Exercise objective → Pull every line containing "running" out of the material below.

Material provided →
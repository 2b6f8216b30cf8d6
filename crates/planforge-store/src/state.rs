use async_trait::async_trait;
use chrono::{DateTime, Utc};
use planforge_core::{
    Artifact, ArtifactKind, Event, Job, JobStatus, ModuleEntry, PlanforgeResult, Role,
    SkillAllowlist, Stage, Task, TruthRecord,
};
use std::collections::HashMap;
use std::time::Duration;
use uuid::Uuid;

/// The transactional operation surface of the State Store.
///
/// Ownership of fields follows the component split: the Orchestrator drives
/// job transitions, the Dispatcher drives `queued ⇄ claimed`, workers drive
/// `claimed → running → succeeded | failed`. Every conditional operation
/// returns `Conflict` when the expectation does not hold, which is how
/// concurrent instances coordinate without leader election.
#[async_trait]
pub trait StateStore: Send + Sync {
    // --- Jobs ---

    /// Inserts a new job. Fails with `Conflict` if the project id already
    /// has an active (non-terminal) job.
    async fn insert_job(&self, job: &Job) -> PlanforgeResult<()>;

    /// Fetches a job by id.
    async fn get_job(&self, job_id: Uuid) -> PlanforgeResult<Job>;

    /// Lists jobs, newest first, optionally filtered by status.
    async fn list_jobs(&self, status: Option<JobStatus>, limit: usize)
        -> PlanforgeResult<Vec<Job>>;

    /// Conditionally moves a job from `(expect_status, expect_stage)` to
    /// `(next_status, next_stage)`. Fails with `Conflict` when stale.
    async fn transition_job(
        &self,
        job_id: Uuid,
        expect: (JobStatus, Stage),
        next: (JobStatus, Stage),
    ) -> PlanforgeResult<Job>;

    /// Merges entries into the job's metadata map.
    async fn update_job_metadata(
        &self,
        job_id: Uuid,
        entries: HashMap<String, serde_json::Value>,
    ) -> PlanforgeResult<Job>;

    /// Resets a failed job for restart in one transaction: deletes its
    /// tasks, artifacts, and truth record, strips failure metadata, and
    /// returns the job to `queued`/`initialization`. Fails with `NotFailed`
    /// if the job has not failed. The event log is preserved.
    async fn reset_failed_job(&self, job_id: Uuid) -> PlanforgeResult<Job>;

    /// Removes a job and all of its records in one cascade.
    async fn delete_job(&self, job_id: Uuid) -> PlanforgeResult<()>;

    // --- Tasks ---

    /// Inserts a task unless a task with the same id already exists.
    /// Returns `false` for the duplicate case, which is how idempotent wave
    /// regeneration detects already-materialized slots.
    async fn insert_task(&self, task: &Task) -> PlanforgeResult<bool>;

    /// Fetches a task by id.
    async fn get_task(&self, task_id: Uuid) -> PlanforgeResult<Task>;

    /// All tasks of a job, in creation order.
    async fn tasks_for_job(&self, job_id: Uuid) -> PlanforgeResult<Vec<Task>>;

    /// Moves an eligible task `pending → queued`.
    async fn mark_task_queued(&self, task_id: Uuid) -> PlanforgeResult<Task>;

    /// Atomically claims a queued task for a worker, recording the lease
    /// and incrementing the attempt counter. Fails with `Conflict` when the
    /// task is not `queued` (someone else claimed it, or it was cancelled).
    async fn claim_task(
        &self,
        task_id: Uuid,
        worker_id: Uuid,
        lease: Duration,
    ) -> PlanforgeResult<Task>;

    /// Moves a claimed task to `running`. Guarded by the claiming worker.
    async fn start_task(&self, task_id: Uuid, worker_id: Uuid) -> PlanforgeResult<Task>;

    /// Extends the leases this worker holds on the given tasks. Returns how
    /// many were renewed; tasks the worker no longer holds are skipped.
    async fn renew_leases(
        &self,
        worker_id: Uuid,
        task_ids: &[Uuid],
        lease: Duration,
    ) -> PlanforgeResult<usize>;

    /// Completes a task with its output payload. Guarded by the claiming
    /// worker; fails with `Conflict` if the task was cancelled or reclaimed
    /// in the meantime, in which case the caller discards the result.
    async fn complete_task(
        &self,
        task_id: Uuid,
        worker_id: Uuid,
        output: serde_json::Value,
    ) -> PlanforgeResult<Task>;

    /// Terminally fails a task, recording the error string.
    async fn fail_task(
        &self,
        task_id: Uuid,
        worker_id: Uuid,
        error: &str,
    ) -> PlanforgeResult<Task>;

    /// Returns a claimed or running task to `queued` for another attempt,
    /// recording the error that caused the retry.
    async fn requeue_task(
        &self,
        task_id: Uuid,
        worker_id: Uuid,
        error: &str,
    ) -> PlanforgeResult<Task>;

    /// Releases every claim whose lease expired before `now`, returning the
    /// affected tasks (already back in `queued`, attempt preserved).
    async fn release_expired_leases(&self, now: DateTime<Utc>) -> PlanforgeResult<Vec<Task>>;

    /// Marks every non-terminal task of a job `cancelled` in one
    /// transaction, returning the affected task ids.
    async fn cancel_tasks_for_job(&self, job_id: Uuid) -> PlanforgeResult<Vec<Uuid>>;

    // --- Artifacts ---

    /// Stores an artifact, addressed by its content hash. Idempotent: a put
    /// of already-stored content returns the existing hash and stores
    /// nothing. Returns `(hash, newly_stored)`.
    async fn put_artifact(&self, artifact: Artifact) -> PlanforgeResult<(String, bool)>;

    /// Fetches an artifact by content hash.
    async fn get_artifact(&self, hash: &str) -> PlanforgeResult<Artifact>;

    /// The most recently produced artifact of a kind for a job.
    async fn artifact_for_job(
        &self,
        job_id: Uuid,
        kind: ArtifactKind,
    ) -> PlanforgeResult<Artifact>;

    /// All artifacts of a job, in creation order.
    async fn artifacts_for_job(&self, job_id: Uuid) -> PlanforgeResult<Vec<Artifact>>;

    // --- Truth records ---

    /// Writes the job truth record, advances the job, and appends the
    /// approval event in a single transaction. `expect` guards the job CAS
    /// exactly like [`StateStore::transition_job`].
    async fn write_truth(
        &self,
        record: TruthRecord,
        expect: (JobStatus, Stage),
        next: (JobStatus, Stage),
        event: Event,
    ) -> PlanforgeResult<(Job, Event)>;

    /// The current truth record of a job, if approved.
    async fn get_truth(&self, job_id: Uuid) -> PlanforgeResult<Option<TruthRecord>>;

    // --- Events ---

    /// Appends an event, assigning the next per-job sequence number.
    /// Returns the stored event with `seq` set.
    async fn append_event(&self, event: Event) -> PlanforgeResult<Event>;

    /// Paged history read: events of a job with `seq >= from_seq`, ordered
    /// by sequence, at most `limit`.
    async fn events_for_job(
        &self,
        job_id: Uuid,
        from_seq: u64,
        limit: usize,
    ) -> PlanforgeResult<Vec<Event>>;

    // --- Module catalog & allowlists ---

    /// Creates or replaces a module catalog entry.
    async fn upsert_module(&self, entry: ModuleEntry) -> PlanforgeResult<()>;

    /// All module catalog entries, ordered by id.
    async fn list_modules(&self) -> PlanforgeResult<Vec<ModuleEntry>>;

    /// The skill allowlist for a role, if configured.
    async fn get_allowlist(&self, role: Role) -> PlanforgeResult<Option<SkillAllowlist>>;

    /// Sets the skill allowlist for a role.
    async fn set_allowlist(&self, allowlist: SkillAllowlist) -> PlanforgeResult<()>;
}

Your response →
/// `claimed → running → succeeded | failed`. Every conditional operation
    /// Moves a claimed task to `running`. Guarded by the claiming worker.
    /// Returns a claimed or running task to `queued` for another attempt,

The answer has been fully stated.